Die streitbefangene Verordnung ordnete letztendlich effektiv ein Betretungsverbot von Gaststätten an, und zu einer solchen Anordnung liegt in § 28 Abs. 1 Satz 1 IfSG eine explizite gesetzliche Regelung vor.“ (UA, S. 6)

 

 

  • Eine analoge Anwendung des § 56 IfSG lehnt das Gericht mit der Begründung ab, der klagende Gastronom sei „nicht i.S.v. § 56 IfSG betroffen“:

„Der Grund für die Betriebsschließung ist —wie der Kläger im Zuge des vorliegenden Rechtsstreits immer wieder zu betonen, nicht müde geworden ist —nicht die Gefahr, dass von dem Kläger und insbesondere dessen   Gesundheitszustand selber die Gefahr ausgeht, dass er andere anstecken könnte.“ (UA, S. 8)

 

 

  • Allerdings meint das Gericht, dass ein Entschädigungsanspruch aus § 65 IfSG grundsätzlich in Betracht kommt:

„Die Kammer vermag sich jedenfalls nicht der Auffassung des beklagten Landes anzuschließen, dass prophylaktische Verhütungsmaßnahmen lediglich dann entschädigungsfähig sein sollen, solange es an einem bekämpfungsfähigen bzw. bekämpfungsbedürftigen Krankheitsgeschehen fehlt.“ (UA, S. 8)

 

 

  • Ob § 65 IfSG unmittelbar oder analog anwendbar ist, lässt das Gericht offen.
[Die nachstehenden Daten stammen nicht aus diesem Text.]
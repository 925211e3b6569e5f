//! Capped retry policy for remote calls

use std::future::Future;
use std::time::Duration;
use tracing::{info, warn};

use crate::error::{CwallError, Result};
use crate::shutdown::Shutdown;

/// Fixed-delay retry: up to `max_attempts` tries with `delay` between them
#[derive(Debug, Clone, Copy, PartialEq, Eq)]
pub struct RetryPolicy {
    pub max_attempts: u32,
    pub delay: Duration,
}

impl Default for RetryPolicy {
    fn default() -> Self {
        Self {
            max_attempts: 3,
            delay: Duration::from_secs(5),
        }
    }
}

impl RetryPolicy {
    pub fn new(max_attempts: u32, delay: Duration) -> Self {
        Self {
            max_attempts: max_attempts.max(1),
            delay,
        }
    }

    /// Run `op` until it succeeds, fails permanently, or attempts run out
    ///
    /// Waits only between attempts, so `n` failed attempts cost `n - 1`
    /// delays. A shutdown request during a wait ends the loop with
    /// `CwallError::Cancelled`.
    pub async fn run<T, F, Fut>(&self, label: &str, shutdown: &Shutdown, mut op: F) -> Result<T>
    where
        F: FnMut(u32) -> Fut,
        Fut: Future<Output = Result<T>>,
    {
        let mut attempt = 1;
        loop {
            match op(attempt).await {
                Ok(value) => {
                    if attempt > 1 {
                        info!("{} succeeded on attempt {}", label, attempt);
                    }
                    return Ok(value);
                }
                Err(e) if e.is_transient() && attempt < self.max_attempts => {
                    warn!(
                        "{} failed on attempt {}/{}: {}. Retrying in {}s...",
                        label,
                        attempt,
                        self.max_attempts,
                        e,
                        self.delay.as_secs()
                    );
                    if !shutdown.sleep(self.delay).await {
                        return Err(CwallError::Cancelled);
                    }
                    attempt += 1;
                }
                Err(e) => {
                    if e.is_transient() {
                        warn!(
                            "{} failed after {} attempts: {}",
                            label, self.max_attempts, e
                        );
                    }
                    return Err(e);
                }
            }
        }
    }
}
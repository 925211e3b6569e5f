//! Daily publishing quota
//!
//! The allowance is shared with posts made by hand or by other tools, so the
//! used count always comes from the remote service. Nothing is cached between
//! calls.

use chrono::Local;
use std::sync::Arc;
use tracing::debug;

use crate::error::Result;
use crate::platforms::SocialPublisher;
use crate::types::QuotaWindow;

/// Posts per rolling day allowed by the publishing service
pub const DAILY_CAP: u32 = 50;

pub struct QuotaTracker {
    publisher: Arc<dyn SocialPublisher>,
    cap: u32,
}

impl QuotaTracker {
    pub fn new(publisher: Arc<dyn SocialPublisher>, cap: u32) -> Self {
        Self { publisher, cap }
    }

    pub fn cap(&self) -> u32 {
        self.cap
    }

    /// Posts already consumed today
    ///
    /// # Errors
    ///
    /// `CwallError::Quota` when the remote record is unavailable. Callers
    /// must not retry within the same run.
    pub async fn used_quota(&self) -> Result<u32> {
        let used = self.publisher.used_quota().await?;
        debug!("{} reports {} of {} posts used", self.publisher.name(), used, self.cap);
        Ok(used)
    }

    /// Today's window, freshly queried
    pub async fn window(&self) -> Result<QuotaWindow> {
        let used = self.used_quota().await?;
        Ok(QuotaWindow {
            date: Local::now().date_naive(),
            used,
            cap: self.cap,
        })
    }
}
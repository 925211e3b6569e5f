//! Configuration management for cwall

use serde::{Deserialize, Serialize};
use std::path::{Path, PathBuf};
use std::time::Duration;

use crate::error::{ConfigError, Result};

#[derive(Debug, Clone, Serialize, Deserialize)]
pub struct Config {
    /// Folder the phone drops screenshots into
    pub watch_dir: String,
    pub google: GoogleConfig,
    pub instagram: InstagramConfig,
    #[serde(default)]
    pub pipeline: PipelineConfig,
}

#[derive(Debug, Clone, Serialize, Deserialize)]
pub struct GoogleConfig {
    /// Drive folder that receives the normalized images
    pub folder_id: String,
    /// Authorized-user token file (access + refresh token)
    pub token_file: String,
}

#[derive(Debug, Clone, Serialize, Deserialize)]
pub struct InstagramConfig {
    pub user_id: String,
    pub access_token: String,
    #[serde(default = "default_api_version")]
    pub api_version: String,
}

#[derive(Debug, Clone, Serialize, Deserialize, PartialEq)]
pub struct PipelineConfig {
    #[serde(default = "default_inter_stage_delay")]
    pub inter_stage_delay_secs: u64,
    #[serde(default = "default_daily_cap")]
    pub daily_cap: u32,
    #[serde(default = "default_max_attempts")]
    pub max_attempts: u32,
    #[serde(default = "default_retry_delay")]
    pub retry_delay_secs: u64,
    /// Empty `discard/` before every upload pass
    #[serde(default)]
    pub purge_discard_on_start: bool,
}

fn default_api_version() -> String {
    "v18.0".to_string()
}

fn default_inter_stage_delay() -> u64 {
    30
}

fn default_daily_cap() -> u32 {
    crate::quota::DAILY_CAP
}

fn default_max_attempts() -> u32 {
    3
}

fn default_retry_delay() -> u64 {
    5
}

impl Default for PipelineConfig {
    fn default() -> Self {
        Self {
            inter_stage_delay_secs: default_inter_stage_delay(),
            daily_cap: default_daily_cap(),
            max_attempts: default_max_attempts(),
            retry_delay_secs: default_retry_delay(),
            purge_discard_on_start: false,
        }
    }
}

impl PipelineConfig {
    pub fn inter_stage_delay(&self) -> Duration {
        Duration::from_secs(self.inter_stage_delay_secs)
    }

    pub fn retry_delay(&self) -> Duration {
        Duration::from_secs(self.retry_delay_secs)
    }
}

impl Config {
    /// Load configuration from the default location
    pub fn load() -> Result<Self> {
        let config_path = resolve_config_path()?;
        Self::load_from_path(&config_path)
    }

    /// Load configuration from a specific path
    pub fn load_from_path(path: &Path) -> Result<Self> {
        let content = std::fs::read_to_string(path).map_err(ConfigError::ReadError)?;
        let config: Config = toml::from_str(&content).map_err(ConfigError::ParseError)?;
        config.validate()?;
        Ok(config)
    }

    /// Write the configuration back to disk
    pub fn save_to_path(&self, path: &Path) -> Result<()> {
        let content =
            toml::to_string_pretty(self).map_err(|e| ConfigError::WriteError(e.to_string()))?;
        if let Some(parent) = path.parent() {
            std::fs::create_dir_all(parent)
                .map_err(|e| ConfigError::WriteError(format!("{}: {}", parent.display(), e)))?;
        }
        std::fs::write(path, content)
            .map_err(|e| ConfigError::WriteError(format!("{}: {}", path.display(), e)))?;
        Ok(())
    }

    /// Copy of this configuration carrying a fresh Graph API access token
    pub fn with_access_token(&self, access_token: String) -> Self {
        let mut updated = self.clone();
        updated.instagram.access_token = access_token;
        updated
    }

    /// Watch directory with `~` expanded
    pub fn watch_dir(&self) -> PathBuf {
        expand_path(&self.watch_dir)
    }

    /// Token file path with `~` expanded
    pub fn token_file(&self) -> PathBuf {
        expand_path(&self.google.token_file)
    }

    fn validate(&self) -> Result<()> {
        let required = [
            ("watch_dir", &self.watch_dir),
            ("google.folder_id", &self.google.folder_id),
            ("google.token_file", &self.google.token_file),
            ("instagram.user_id", &self.instagram.user_id),
        ];
        for (name, value) in required {
            if value.trim().is_empty() {
                return Err(ConfigError::MissingField(name.to_string()).into());
            }
        }
        if self.pipeline.max_attempts == 0 {
            return Err(ConfigError::MissingField(
                "pipeline.max_attempts must be at least 1".to_string(),
            )
            .into());
        }
        Ok(())
    }
}

fn expand_path(path: &str) -> PathBuf {
    PathBuf::from(shellexpand::tilde(path).to_string())
}

/// Resolve the configuration file path: `$CWALL_CONFIG`, else the XDG config dir
pub fn resolve_config_path() -> Result<PathBuf> {
    if let Ok(path) = std::env::var("CWALL_CONFIG") {
        return Ok(expand_path(&path));
    }

    let config_dir = dirs::config_dir()
        .ok_or_else(|| ConfigError::MissingField("config directory".to_string()))?;

    Ok(config_dir.join("cwall").join("config.toml"))
}

#[cfg(test)]
mod tests {
    use super::*;
    use crate::error::CwallError;
    use serial_test::serial;
    use tempfile::TempDir;

    const MINIMAL: &str = r#"
watch_dir = "/tmp/screens"

[google]
folder_id = "folder123"
token_file = "/tmp/token.json"

[instagram]
user_id = "1789"
access_token = "EAAB"
"#;

    fn write_config(dir: &TempDir, content: &str) -> PathBuf {
        let path = dir.path().join("config.toml");
        std::fs::write(&path, content).unwrap();
        path
    }

    #[test]
    fn test_load_minimal_config_applies_defaults() {
        let dir = TempDir::new().unwrap();
        let path = write_config(&dir, MINIMAL);

        let config = Config::load_from_path(&path).unwrap();
        assert_eq!(config.watch_dir(), PathBuf::from("/tmp/screens"));
        assert_eq!(config.instagram.api_version, "v18.0");
        assert_eq!(config.pipeline, PipelineConfig::default());
        assert_eq!(config.pipeline.daily_cap, 50);
        assert_eq!(config.pipeline.retry_delay(), Duration::from_secs(5));
        assert_eq!(config.pipeline.inter_stage_delay(), Duration::from_secs(30));
        assert!(!config.pipeline.purge_discard_on_start);
    }

    #[test]
    fn test_pipeline_overrides() {
        let dir = TempDir::new().unwrap();
        let content = format!(
            "{}\n[pipeline]\ninter_stage_delay_secs = 3\npurge_discard_on_start = true\n",
            MINIMAL
        );
        let path = write_config(&dir, &content);

        let config = Config::load_from_path(&path).unwrap();
        assert_eq!(config.pipeline.inter_stage_delay_secs, 3);
        assert!(config.pipeline.purge_discard_on_start);
        assert_eq!(config.pipeline.max_attempts, 3);
    }

    #[test]
    fn test_missing_field_is_rejected() {
        let dir = TempDir::new().unwrap();
        let path = write_config(&dir, &MINIMAL.replace("folder123", ""));

        let err = Config::load_from_path(&path).unwrap_err();
        assert!(err.to_string().contains("google.folder_id"));
    }

    #[test]
    fn test_invalid_toml_is_parse_error() {
        let dir = TempDir::new().unwrap();
        let path = write_config(&dir, "watch_dir = [[[");

        match Config::load_from_path(&path) {
            Err(CwallError::Config(ConfigError::ParseError(_))) => {}
            other => panic!("Expected parse error, got {:?}", other),
        }
    }

    #[test]
    fn test_missing_file_is_read_error() {
        let dir = TempDir::new().unwrap();
        match Config::load_from_path(&dir.path().join("absent.toml")) {
            Err(CwallError::Config(ConfigError::ReadError(_))) => {}
            other => panic!("Expected read error, got {:?}", other),
        }
    }

    #[test]
    fn test_with_access_token_saves_updated_copy() {
        let dir = TempDir::new().unwrap();
        let path = write_config(&dir, MINIMAL);
        let original = Config::load_from_path(&path).unwrap();

        let updated = original.with_access_token("EAAC-new".to_string());
        assert_eq!(original.instagram.access_token, "EAAB");
        assert_eq!(updated.instagram.access_token, "EAAC-new");

        updated.save_to_path(&path).unwrap();
        let reloaded = Config::load_from_path(&path).unwrap();
        assert_eq!(reloaded.instagram.access_token, "EAAC-new");
        assert_eq!(reloaded.google.folder_id, "folder123");
    }

    #[test]
    #[serial]
    fn test_resolve_config_path_from_env() {
        std::env::set_var("CWALL_CONFIG", "/tmp/custom/cwall.toml");
        let path = resolve_config_path().unwrap();
        std::env::remove_var("CWALL_CONFIG");
        assert_eq!(path, PathBuf::from("/tmp/custom/cwall.toml"));
    }

    #[test]
    #[serial]
    fn test_load_uses_env_path() {
        let dir = TempDir::new().unwrap();
        let path = write_config(&dir, MINIMAL);

        std::env::set_var("CWALL_CONFIG", &path);
        let result = Config::load();
        std::env::remove_var("CWALL_CONFIG");

        assert_eq!(result.unwrap().watch_dir, "/tmp/screens");
    }
}
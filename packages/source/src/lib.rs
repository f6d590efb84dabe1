#![cfg_attr(feature = "fail-on-warnings", deny(warnings))]
#![warn(clippy::all, clippy::pedantic, clippy::nursery, clippy::cargo)]
#![allow(clippy::multiple_crate_versions, clippy::cargo_common_metadata)]

//! Earthquake query construction, USGS fetch, and record normalization.
//!
//! The pipeline is a straight-line transform with no internal state:
//! [`query::build_query`] turns user filter selections into a validated
//! [`QueryDescriptor`](quake_watch_models::QueryDescriptor), [`usgs::fetch`]
//! issues the provider request, and [`normalize::normalize`] flattens the
//! response into [`EarthquakeRecord`]s. [`fetch_and_normalize`] chains the
//! three for callers that want the composed operation.

pub mod normalize;
pub mod query;
pub mod usgs;

use chrono::NaiveDate;
use quake_watch_models::{EarthquakeRecord, TimeFilter};

/// Errors that can occur during query construction or fetching.
#[derive(Debug, thiserror::Error)]
pub enum SourceError {
    /// Custom range bounds missing or inverted.
    #[error("invalid time range: {message}")]
    InvalidTimeRange {
        /// Description of what the caller got wrong.
        message: String,
    },

    /// Lower magnitude bound exceeds the upper bound.
    #[error("invalid magnitude range: min {min} exceeds max {max}")]
    InvalidMagnitudeRange {
        /// The offending lower bound.
        min: f64,
        /// The offending upper bound.
        max: f64,
    },

    /// HTTP request failed (DNS, connect, timeout, or body read).
    #[error("HTTP request failed: {0}")]
    Http(#[from] reqwest::Error),

    /// Provider rejected the request with a non-success status.
    #[error("provider returned {status}: {body}")]
    Provider {
        /// HTTP status the provider answered with.
        status: reqwest::StatusCode,
        /// Response body, captured for logging.
        body: String,
    },
}

/// Composed pipeline entry point: build the query, fetch, normalize.
///
/// Query-construction and fetch failures abort with their distinct
/// [`SourceError`]; a response with no features is a successful empty
/// result, never conflated with failure.
///
/// # Errors
///
/// Returns [`SourceError`] if the filter selection is inconsistent or the
/// provider request fails.
pub async fn fetch_and_normalize(
    filter: TimeFilter,
    custom_start: Option<NaiveDate>,
    custom_end: Option<NaiveDate>,
    min_magnitude: f64,
    max_magnitude: f64,
) -> Result<Vec<EarthquakeRecord>, SourceError> {
    let descriptor = query::build_query(
        filter,
        custom_start,
        custom_end,
        min_magnitude,
        max_magnitude,
    )?;
    let raw = usgs::fetch(&descriptor).await?;
    let records = normalize::normalize(&raw);

    log::info!("{filter}: {} earthquake record(s)", records.len());
    Ok(records)
}
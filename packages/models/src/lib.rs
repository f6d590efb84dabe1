#![cfg_attr(feature = "fail-on-warnings", deny(warnings))]
#![warn(clippy::all, clippy::pedantic, clippy::nursery, clippy::cargo)]
#![allow(clippy::multiple_crate_versions, clippy::cargo_common_metadata)]

//! Core data types for the earthquake monitoring pipeline.
//!
//! Every stage of the pipeline, from query construction through export,
//! exchanges the types defined here. Records preserve field absence: a
//! missing magnitude or depth stays `None` rather than being coerced to
//! zero, because zero is itself a valid reading.

use chrono::{DateTime, NaiveDate, Utc};
use serde::{Deserialize, Serialize};
use strum_macros::{AsRefStr, Display, EnumString};

/// Display format for event timestamps: 12-hour clock with AM/PM marker,
/// always UTC.
const TIME_DISPLAY_FORMAT: &str = "%Y-%m-%d %I:%M:%S %p";

/// Default lower magnitude bound offered to users.
pub const DEFAULT_MIN_MAGNITUDE: f64 = 1.0;

/// Default upper magnitude bound offered to users.
///
/// The provider documents magnitudes in the 0.0–10.0 range but does not
/// enforce it; neither do we.
pub const DEFAULT_MAX_MAGNITUDE: f64 = 8.0;

/// Fixed query region covering Ethiopia.
pub const ETHIOPIA_BOUNDS: BoundingBox = BoundingBox {
    min_latitude: 3.4,
    max_latitude: 14.9,
    min_longitude: 32.9,
    max_longitude: 47.9,
};

/// The time window a query covers.
#[derive(
    Debug,
    Clone,
    Copy,
    PartialEq,
    Eq,
    PartialOrd,
    Ord,
    Hash,
    Serialize,
    Deserialize,
    Display,
    EnumString,
    AsRefStr,
)]
pub enum TimeFilter {
    /// The 24 hours leading up to the current moment.
    #[serde(rename = "last-24-hours")]
    #[strum(serialize = "last-24-hours")]
    Last24Hours,
    /// The 7 days leading up to the current moment.
    #[serde(rename = "past-7-days")]
    #[strum(serialize = "past-7-days")]
    Past7Days,
    /// The 30 days leading up to the current moment.
    #[serde(rename = "past-30-days")]
    #[strum(serialize = "past-30-days")]
    Past30Days,
    /// An explicit start/end date pair supplied by the caller.
    #[serde(rename = "custom-range")]
    #[strum(serialize = "custom-range")]
    CustomRange,
}

impl TimeFilter {
    /// All filters, in the order they are presented to users.
    pub const ALL: &[Self] = &[
        Self::Last24Hours,
        Self::Past7Days,
        Self::Past30Days,
        Self::CustomRange,
    ];

    /// Human-readable label for menus and tables.
    #[must_use]
    pub const fn label(self) -> &'static str {
        match self {
            Self::Last24Hours => "Last 24 Hours",
            Self::Past7Days => "Past 7 Days",
            Self::Past30Days => "Past 30 Days",
            Self::CustomRange => "Custom Date Range",
        }
    }

    /// Length of the rolling window in days, or `None` for
    /// [`TimeFilter::CustomRange`], whose bounds come from the caller.
    #[must_use]
    pub const fn window_days(self) -> Option<i64> {
        match self {
            Self::Last24Hours => Some(1),
            Self::Past7Days => Some(7),
            Self::Past30Days => Some(30),
            Self::CustomRange => None,
        }
    }
}

/// Rectangular lat/lon region used to scope provider queries.
#[derive(Debug, Clone, Copy, PartialEq, Serialize, Deserialize)]
#[serde(rename_all = "camelCase")]
pub struct BoundingBox {
    /// Southern edge (degrees, WGS84).
    pub min_latitude: f64,
    /// Northern edge (degrees, WGS84).
    pub max_latitude: f64,
    /// Western edge (degrees, WGS84).
    pub min_longitude: f64,
    /// Eastern edge (degrees, WGS84).
    pub max_longitude: f64,
}

/// A validated, immutable description of one provider query.
///
/// Constructed fresh per fetch by the query builder; never mutated. The
/// builder guarantees `start_time <= end_time` and
/// `min_magnitude <= max_magnitude`.
#[derive(Debug, Clone, Copy, PartialEq, Serialize, Deserialize)]
#[serde(rename_all = "camelCase")]
pub struct QueryDescriptor {
    /// Inclusive start of the queried window (UTC).
    pub start_time: DateTime<Utc>,
    /// Inclusive end of the queried window (UTC).
    pub end_time: DateTime<Utc>,
    /// Lower magnitude bound, passed through to the provider unclamped.
    pub min_magnitude: f64,
    /// Upper magnitude bound, passed through to the provider unclamped.
    pub max_magnitude: f64,
    /// Geographic region the query is scoped to.
    pub bounds: BoundingBox,
}

/// One earthquake event, normalized from the provider's feature format.
///
/// All fields except the record itself are optional: the provider may omit
/// any of them, and an event without coordinates still belongs in a tabular
/// listing even though it cannot be placed on a map.
#[derive(Debug, Clone, PartialEq, Serialize, Deserialize)]
#[serde(rename_all = "camelCase")]
pub struct EarthquakeRecord {
    /// When the event occurred (UTC). `None` when the source feature is
    /// missing its timestamp.
    pub time: Option<DateTime<Utc>>,
    /// Latitude (degrees, WGS84).
    pub latitude: Option<f64>,
    /// Longitude (degrees, WGS84).
    pub longitude: Option<f64>,
    /// Hypocenter depth in kilometers.
    pub depth_km: Option<f64>,
    /// Event magnitude as reported by the provider.
    pub magnitude: Option<f64>,
    /// Free-text description of where the event occurred.
    pub place: Option<String>,
}

impl EarthquakeRecord {
    /// Renders the event time for display: `YYYY-MM-DD hh:mm:ss AM/PM`,
    /// always in UTC. Returns `None` when the record has no timestamp.
    #[must_use]
    pub fn display_time(&self) -> Option<String> {
        self.time
            .map(|t| t.format(TIME_DISPLAY_FORMAT).to_string())
    }

    /// Calendar date (UTC) the event falls on, used for daily bucketing.
    #[must_use]
    pub fn event_date(&self) -> Option<NaiveDate> {
        self.time.map(|t| t.date_naive())
    }
}

/// Number of earthquakes on one calendar date.
#[derive(Debug, Clone, Copy, PartialEq, Eq, Serialize, Deserialize)]
#[serde(rename_all = "camelCase")]
pub struct DailyCount {
    /// Calendar date (UTC), no time component.
    pub date: NaiveDate,
    /// Number of events whose time falls on that date.
    pub count: u64,
}

/// How a single event should be drawn on a map.
#[derive(Debug, Clone, Copy, PartialEq, Serialize)]
#[serde(rename_all = "camelCase")]
pub struct MarkerStyle {
    /// Fill color as a `#rrggbb` hex string.
    pub color: &'static str,
    /// Marker radius, proportional to magnitude.
    pub radius: f64,
}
Ein Anspruch komme jedenfalls mangels einer Regelungslücke nicht in Betracht:

„Ansprüche aus einer unmittelbaren oder entsprechenden Anwendung von § 65 IfSG des Klägers scheitern jedoch daran, dass es sich bei der Schließung seines Lokals nicht um eine in dem individuellen Erscheinungsbild seines Lokals begründete Einzelfallmaßnahme, sondern um eine flächendeckende und alle Gaststätten treffende Maßnahme handelt. Die Kammer hat davon auszugehen, dass das Fehlen von Entschädigungsansprüche für Nachteile, die aus mehr oder weniger allgemeingültig und flächendeckend angeordneten Prophylaxe-Maßnahmen entstehen, vom Gesetzgeber gewollt war… Auch wenn der Grundsatz gilt, dass das Gesetz schlauer als sein Verfasser ist, ist es den Gerichten grundsätzlich verwehrt, bei der Anwendung von Gesetzen den erkennbaren Willen des Gesetzgebers in dessen Gegenteil zu verkehren.“ (UA, S. 9)

 

 

  • Ohne klaren Bezug zu einer Anspruchsgrundlage betont das Gericht am Schluss, dass es Entschädigungsansprüche durchaus für gegeben erachtet, wenn dem Kläger Nachteile entstanden sind, die als unzumutbares „Sonderopfer“ anzusehen sind:

„Der erkennende Richter hält deswegen grundsätzlich dafür, dass auch ein Unternehmer zumindest ähnlich wie ein nach § 56 IfSG als Störer zu entschädigender Erwerbstätiger zu entschädigen ist, wenn die – möglicherweise bloß mittelbaren – Auswirkungen eines gegen die Bevölkerung gerichteten Verbotes sich für ihn effektiv dahin auswirken, dass er gehindert wird, seiner Erwerbstätigkeit nachzugehen, und dies für ihn als ein nicht mehr zumutbares Sonderopfer anzusehen ist.“ (UA, S. 10)

 

 

  • Im konkreten Fall hat das Gericht ein solches „Sonderopfer“ des Klägers verneint und auf dessen „allgemeines Lebens- und Unternehmerrisiko verwiesen:

„Als Unternehmer muss er darauf eingestellt sein und hat es hinzunehmen, durch äußere Umstände vorübergehend vollständig an der Ausübung seiner Erwerbstätigkeit gehindert zu sein. Dies ist grundsätzlich Ausdruck des allgemeinen Lebens- und Unternehmerrisikos.“ (UA, S.10 f.)

 

 

  • Ansprüche aus § 59 ASOG hat das Gericht mit der Begründung verneint, dass es an einer Maßnahme gegen den Kläger fehle, da die angeordnete Schließung seines Betriebs keine Betriebsschließung gewesen sei:

„Die Maßnahme richtet sich nicht gegen ihn, sondern es handelt sich um ein gegen die Bevölkerung gerichtetes Aufenthalts- und Betretungsverbot.“ (UA, S. 11)

 

 

Uns überzeugt die Entscheidung der Zivilkammer 2 nicht, sodass wir dem dortigen Kläger die Berufung empfohlen haben.